Opener `With This Heart' is equally strong and gentle AOR with a comforting chorus, but if the Kansas faithful aren't immediately sold once Platt's voice starts gliding effortlessly with a melody that is instantly identifiable as the classic band, then the first sprinklings of grand piano, sturdy drumming and dignified violin should seal the deal nicely! The biting lyric of the even better `Visibility Zero' is well delivered by the dramatic guitars and endless washes of keyboardist David Manion's Hammond organ, with a soaring chorus that has been kissed to perfection by the gods of pop, and `The Unsung Heroes' is laid-back and jazzy with the first hint of a more powerful extended instrumental burst in the middle.

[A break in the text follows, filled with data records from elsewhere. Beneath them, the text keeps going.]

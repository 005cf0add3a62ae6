//! Common utilities for TrueCrowd.
//!
//! This crate provides the foundational pieces shared by every TrueCrowd crate:
//!
//! - [`BinaryReader`] - Zero-copy binary reading from byte slices
//! - [`hash`] - The engine's 32-bit symbol hashes (case-sensitive and upper-cased)
//! - [`crc`] - CRC32C checksums for container payloads
//! - [`SymbolTable`] - Symbol interning with reverse lookup and dictionary files

mod error;
mod reader;
mod symbol;

pub mod crc;
pub mod hash;

pub use error::{Error, Result};
pub use reader::{cstr_at, BinaryReader};
pub use symbol::{CaseMode, SymbolTable, ESCAPE_MARKER};

/// Re-export zerocopy traits for convenience
pub use zerocopy::{FromBytes, Immutable, IntoBytes, KnownLayout};
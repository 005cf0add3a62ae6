//! Error types for building, reading and exporting crowd databases.

use thiserror::Error;

use crate::layout::Region;

/// What a `HighResolutionResource` reference points at.
#[derive(Debug, Clone, Copy, PartialEq, Eq)]
pub enum ReferenceKind {
    /// A resource entry, searched by resource name.
    Model,
    /// A texture set, searched by texture-set name.
    TextureSet,
}

impl std::fmt::Display for ReferenceKind {
    fn fmt(&self, f: &mut std::fmt::Formatter<'_>) -> std::fmt::Result {
        match self {
            Self::Model => f.write_str("Model"),
            Self::TextureSet => f.write_str("TextureSet"),
        }
    }
}

fn owner_suffix(owner: &Option<String>) -> String {
    match owner {
        Some(owner) => format!(" (in '{owner}')"),
        None => String::new(),
    }
}

/// Errors that can occur when working with crowd databases.
#[derive(Debug, Error)]
pub enum Error {
    /// I/O error.
    #[error("I/O error: {0}")]
    Io(#[from] std::io::Error),

    /// Common library error.
    #[error("{0}")]
    Common(#[from] truecrowd_common::Error),

    /// XML error.
    #[error("{0}")]
    Xml(#[from] truecrowd_xml::Error),

    /// Chunk container error.
    #[error("{0}")]
    Chunk(#[from] truecrowd_chunk::Error),

    /// The document root has the wrong tag.
    #[error("unexpected root element <{actual}> (expected <{expected}>)")]
    UnexpectedRoot {
        expected: &'static str,
        actual: String,
    },

    /// A required element is missing.
    #[error("missing <{tag}> in <{parent}>")]
    MissingTag {
        tag: &'static str,
        parent: &'static str,
    },

    /// A required attribute is missing.
    #[error("<{tag}> is missing attribute '{attribute}'{}", owner_suffix(.owner))]
    MissingAttribute {
        tag: &'static str,
        attribute: &'static str,
        owner: Option<String>,
    },

    /// A required text body is empty.
    #[error("<{tag}> has no text{}", owner_suffix(.owner))]
    MissingText {
        tag: &'static str,
        owner: Option<String>,
    },

    /// An attribute value could not be parsed.
    #[error("<{tag}> attribute '{attribute}' has invalid value '{value}'{}", owner_suffix(.owner))]
    InvalidAttribute {
        tag: &'static str,
        attribute: &'static str,
        value: String,
        owner: Option<String>,
    },

    /// A fixed-capacity array would overflow.
    #[error("too many <{what}> elements (capacity {capacity}){}", owner_suffix(.owner))]
    CapacityExceeded {
        what: &'static str,
        capacity: usize,
        owner: Option<String>,
    },

    /// A name does not fit its inline storage.
    #[error("name '{name}' is too long (max {max} bytes)")]
    NameTooLong { name: String, max: usize },

    /// A high-resolution reference names nothing in the database.
    #[error("failed to fix resource offset for {name} ({kind})")]
    UnresolvedReference { name: String, kind: ReferenceKind },

    /// An arena was pushed past its estimated capacity.
    #[error("{region} arena overflow (capacity {capacity})")]
    ArenaOverflow { region: Region, capacity: usize },

    /// A filled arena does not match its estimate.
    #[error("{region} holds {actual} elements but {expected} were estimated")]
    LayoutMismatch {
        region: Region,
        expected: usize,
        actual: usize,
    },

    /// The image does not start with a crowd database header.
    #[error("invalid type uid: 0x{actual:08X} (expected 0x{expected:08X})")]
    InvalidTypeUid { expected: u32, actual: u32 },

    /// The image size disagrees with its header.
    #[error("image size mismatch: header says {expected} bytes, found {actual}")]
    SizeMismatch { expected: usize, actual: usize },

    /// An index or range points outside its region.
    #[error("{region} index {index} out of bounds (length {len})")]
    IndexOutOfBounds { region: Region, index: u32, len: usize },
}

/// Result type for crowd database operations.
pub type Result<T> = std::result::Result<T, Error>;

But it's the six-minute `Rhythm in the Spirit' that delivers the first more overtly `proggy' moment, a mix of constant heavy grooving riffs, lightly programmed beats, careful orchestral-like synths and scorching hot Hammond with wailing twin-guitar runs (delivered by both Williams and new member Zak Rizvi), and there's cheeky call-backs in the chorus to themes from the title track off Kansas' 1975 classic `Song for America' that will have fans beaming (plus a surprise last-minute Mellotron and bass coda is very welcome!).

`Refugee' is a reflective ballad with soft acoustic guitars and Ragsdale's subdued weeping violin (don't forget, David's also pulled prog-duties on Spock's Beard and Glass Hammer discs amongst plenty of others!), and a deeply haunting ambient outro is very surprising to hear on a Kansas album. `The Voyage of Eight Eighteen' is the longest piece at over eight minutes and will surely become a firm favourite for fans of the group, holding the lengthiest instrumental stretches with all the musicians getting standout soloing moments (and Billy Greer's loud and upfront bass-playing throughout is a real highlight), and there's plenty of Deep Purple-like heavy riffing alongside thick organ on `Camouflage'.

`Summer' is a snappy and joyful up-tempo blast of unashamedly poppy rock energy, and the melancholic but ultimately lyrically hopeful `Crowded Isolation' is constantly driven by intimidating brooding drums, with an instrumental passage in the middle of eerie spacey atmosphere, flighty violin and bubbling synth soloing almost briefly calling to mind the Kansas-like 1977 `Black Noise' debut album from Canadian proggers FM. Finally, the fully instrumental `Section 60' (referring to the final resting place for fallen United States military personnel that served in Iraq and Afghanistan) is suitably dramatic and proud, full of noble piano and heroic guitar/violin themes in the typically powerful classic Kansas tradition - a `Song for America' indeed.

Not simply some bunch of `tired all men', Kansas successfully achieve here with `The Prelude Implicit' what many oldies prog acts fail to do - release all-original new material that doesn't fall short of the quality and energy of their defining works and offer an album that can stand proudly on its own strong and modern merits. Devoted Kansas fans will likely be very happy with what they find here (as well as very surprised!), and hopefully this begins a whole new phase of inspiration for this rejuvenated version of the group.

Four stars (and bonus points for the wordy and proudly proggy album title!)